RECORD EXCERPTS =

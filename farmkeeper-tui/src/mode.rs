/// Input modes
#[derive(Clone, Copy, Debug, Default, PartialEq, Eq)]
pub enum AppMode {
    /// Switch tabs, move selections, trigger buttons
    #[default]
    Normal,

    /// Typing into the focused form field
    Edit,

    /// Success overlay is showing; any key dismisses it
    Acknowledge,
}

impl AppMode {
    /// Get display name for status bar
    pub fn display_name(&self) -> &'static str {
        match self {
            AppMode::Normal => "NORMAL",
            AppMode::Edit => "EDIT",
            AppMode::Acknowledge => "NOTICE",
        }
    }

    /// Get color for status bar (in ratatui Color enum)
    pub fn color(&self) -> ratatui::style::Color {
        use ratatui::style::Color;
        match self {
            AppMode::Normal => Color::Cyan,
            AppMode::Edit => Color::Green,
            AppMode::Acknowledge => Color::Yellow,
        }
    }
}
use tracing::{debug, info};

use crate::form::{DailyLogForm, FormField};
use crate::model::{
    ActivityKind, ActivityLog, AlertKind, AlertSettings, DailySnapshot, LogStatus, Notification,
    NotificationKind, Tab,
};

/// Confirmation shown after the daily log is submitted
#[derive(Clone, Debug, PartialEq, Eq)]
pub struct Acknowledgment {
    pub title: String,
    pub message: String,
}

impl Acknowledgment {
    pub fn log_saved() -> Self {
        Self {
            title: "Success".to_string(),
            message: "Daily log saved successfully!".to_string(),
        }
    }
}

/// State of the farm screen.
///
/// Owned by whoever drives the screen and mutated only through the methods
/// below. Every update is total: none of them can fail.
#[derive(Clone, Debug, PartialEq)]
pub struct AppState {
    active_tab: Tab,
    notifications: Vec<Notification>,
    daily_data: DailySnapshot,
    recent_logs: Vec<ActivityLog>,
    form: DailyLogForm,
    alert_settings: AlertSettings,
}

impl Default for AppState {
    fn default() -> Self {
        Self::new()
    }
}

impl AppState {
    /// Create state holding today's seeded figures
    pub fn new() -> Self {
        Self {
            active_tab: Tab::Dashboard,
            notifications: seed_notifications(),
            daily_data: seed_daily_data(),
            recent_logs: seed_recent_logs(),
            form: DailyLogForm::default(),
            alert_settings: AlertSettings::default(),
        }
    }

    /// Seeded state opened on a given tab
    pub fn with_tab(tab: Tab) -> Self {
        Self {
            active_tab: tab,
            ..Self::new()
        }
    }

    pub fn active_tab(&self) -> Tab {
        self.active_tab
    }

    pub fn notifications(&self) -> &[Notification] {
        &self.notifications
    }

    pub fn daily_data(&self) -> &DailySnapshot {
        &self.daily_data
    }

    pub fn recent_logs(&self) -> &[ActivityLog] {
        &self.recent_logs
    }

    pub fn form(&self) -> &DailyLogForm {
        &self.form
    }

    pub fn alert_settings(&self) -> &AlertSettings {
        &self.alert_settings
    }

    /// Whether the header bell should show its badge
    pub fn has_unread(&self) -> bool {
        !self.notifications.is_empty()
    }

    pub fn select_tab(&mut self, tab: Tab) {
        if tab != self.active_tab {
            debug!(from = %self.active_tab, to = %tab, "tab selected");
        }
        self.active_tab = tab;
    }

    /// Store the text exactly as typed. No parsing happens here.
    pub fn update_form_field(&mut self, field: FormField, value: impl Into<String>) {
        self.form.set(field, value);
    }

    /// Acknowledge the daily log and go back to the dashboard.
    ///
    /// The form is neither checked, stored, sent anywhere, nor cleared.
    pub fn submit_log(&mut self) -> Acknowledgment {
        match self.form.parse() {
            Ok(entry) => {
                info!(shed = %entry.shed, "daily log submitted");
                debug!(?entry, "daily log entry");
            }
            Err(problems) => {
                info!(
                    shed = %self.form.selected_shed,
                    problems = problems.len(),
                    "daily log submitted with unchecked values"
                );
            }
        }
        self.select_tab(Tab::Dashboard);
        Acknowledgment::log_saved()
    }

    /// Flip one alert switch, returning the new value
    pub fn toggle_alert_setting(&mut self, kind: AlertKind) -> bool {
        let enabled = self.alert_settings.toggle(kind);
        debug!(?kind, enabled, "alert setting toggled");
        enabled
    }

    /// The one panel produced for the active tab
    pub fn panel(&self) -> Panel<'_> {
        match self.active_tab {
            Tab::Dashboard => Panel::Dashboard(self.dashboard()),
            Tab::Data => Panel::DataEntry(self.data_entry()),
            Tab::Reports => Panel::Reports(self.reports()),
            Tab::Alerts => Panel::Alerts(self.alerts()),
        }
    }

    pub fn dashboard(&self) -> DashboardView<'_> {
        DashboardView {
            daily: &self.daily_data,
            recent_logs: &self.recent_logs,
        }
    }

    pub fn data_entry(&self) -> DataEntryView<'_> {
        DataEntryView { form: &self.form }
    }

    pub fn reports(&self) -> ReportsView {
        ReportsView::current()
    }

    pub fn alerts(&self) -> AlertsView<'_> {
        AlertsView {
            notifications: &self.notifications,
            settings: &self.alert_settings,
        }
    }
}

/// Read-only rendering input for exactly one tab
#[derive(Debug, Clone, Copy)]
pub enum Panel<'a> {
    Dashboard(DashboardView<'a>),
    DataEntry(DataEntryView<'a>),
    Reports(ReportsView),
    Alerts(AlertsView<'a>),
}

impl Panel<'_> {
    pub fn tab(&self) -> Tab {
        match self {
            Panel::Dashboard(_) => Tab::Dashboard,
            Panel::DataEntry(_) => Tab::Data,
            Panel::Reports(_) => Tab::Reports,
            Panel::Alerts(_) => Tab::Alerts,
        }
    }
}

#[derive(Debug, Clone, Copy)]
pub struct DashboardView<'a> {
    pub daily: &'a DailySnapshot,
    pub recent_logs: &'a [ActivityLog],
}

impl DashboardView<'_> {
    pub const BIRDS_TREND: &'static str = "+2.3% from yesterday";
    pub const HEALTH_RATE: &'static str = "99.8%";
    pub const HEALTH_NOTE: &'static str = "Excellent condition";

    /// "5,847"
    pub fn total_birds(&self) -> String {
        crate::format::thousands(u64::from(self.daily.total_birds))
    }

    /// "24.5°C"
    pub fn temperature(&self) -> String {
        format!("{}°C", crate::format::decimal(self.daily.temperature))
    }

    /// "68%"
    pub fn humidity(&self) -> String {
        format!("{}%", self.daily.humidity)
    }

    /// "1.8kg"
    pub fn avg_weight(&self) -> String {
        format!("{}kg", crate::format::decimal(self.daily.avg_weight))
    }
}

#[derive(Debug, Clone, Copy)]
pub struct DataEntryView<'a> {
    pub form: &'a DailyLogForm,
}

impl DataEntryView<'_> {
    pub const TITLE: &'static str = "Daily Data Entry";
    pub const SUBTITLE: &'static str = "Record today's farm observations";
    pub const SUBMIT_LABEL: &'static str = "Save Daily Log";
}

/// Display-only figures on the reports tab. Not derived from other state.
#[derive(Debug, Clone, Copy, PartialEq)]
pub struct ReportsView {
    pub weekly_growth: &'static str,
    pub growth_note: &'static str,
    pub feed_conversion_ratio: f64,
    pub fcr_note: &'static str,
    pub chart_placeholder: &'static str,
    pub links: [&'static str; 2],
}

impl ReportsView {
    pub const TITLE: &'static str = "Reports & Analytics";
    pub const SUBTITLE: &'static str = "View performance insights";

    fn current() -> Self {
        Self {
            weekly_growth: "+12.5%",
            growth_note: "Above target",
            feed_conversion_ratio: 1.85,
            fcr_note: "FCR ratio",
            chart_placeholder: "Chart visualization would appear here",
            links: ["Export Weekly Report", "Monthly Analytics"],
        }
    }
}

#[derive(Debug, Clone, Copy)]
pub struct AlertsView<'a> {
    pub notifications: &'a [Notification],
    pub settings: &'a AlertSettings,
}

impl AlertsView<'_> {
    pub const TITLE: &'static str = "Alerts & Notifications";
    pub const SUBTITLE: &'static str = "Stay informed about critical events";
}

fn seed_notifications() -> Vec<Notification> {
    vec![
        Notification {
            id: 1,
            kind: NotificationKind::Warning,
            message: "Temperature above normal in Shed A".to_string(),
            time: "2 min ago".to_string(),
        },
        Notification {
            id: 2,
            kind: NotificationKind::Info,
            message: "Daily feeding completed".to_string(),
            time: "1 hour ago".to_string(),
        },
    ]
}

fn seed_daily_data() -> DailySnapshot {
    DailySnapshot {
        total_birds: 5847,
        mortality: 12,
        feed_consumption: 2340,
        avg_weight: 1.8,
        temperature: 24.5,
        humidity: 68,
    }
}

fn seed_recent_logs() -> Vec<ActivityLog> {
    let log = |id, kind, shed: &str, time: &str, status| ActivityLog {
        id,
        kind,
        shed: shed.to_string(),
        time: time.to_string(),
        status,
    };
    vec![
        log(1, ActivityKind::Feeding, "Shed A", "08:30 AM", LogStatus::Completed),
        log(2, ActivityKind::Health, "Shed B", "09:15 AM", LogStatus::Checked),
        log(3, ActivityKind::Cleaning, "Shed C", "10:00 AM", LogStatus::InProgress),
    ]
}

TASK DIRECTIONS = Wherever the string "Acknowledgment" occurs in the records above, copy that line.

RESULT FOR THIS EXERCISE =
pub struct Acknowledgment {
impl Acknowledgment {
    pub fn submit_log(&mut self) -> Acknowledgment {
        Acknowledgment::log_saved()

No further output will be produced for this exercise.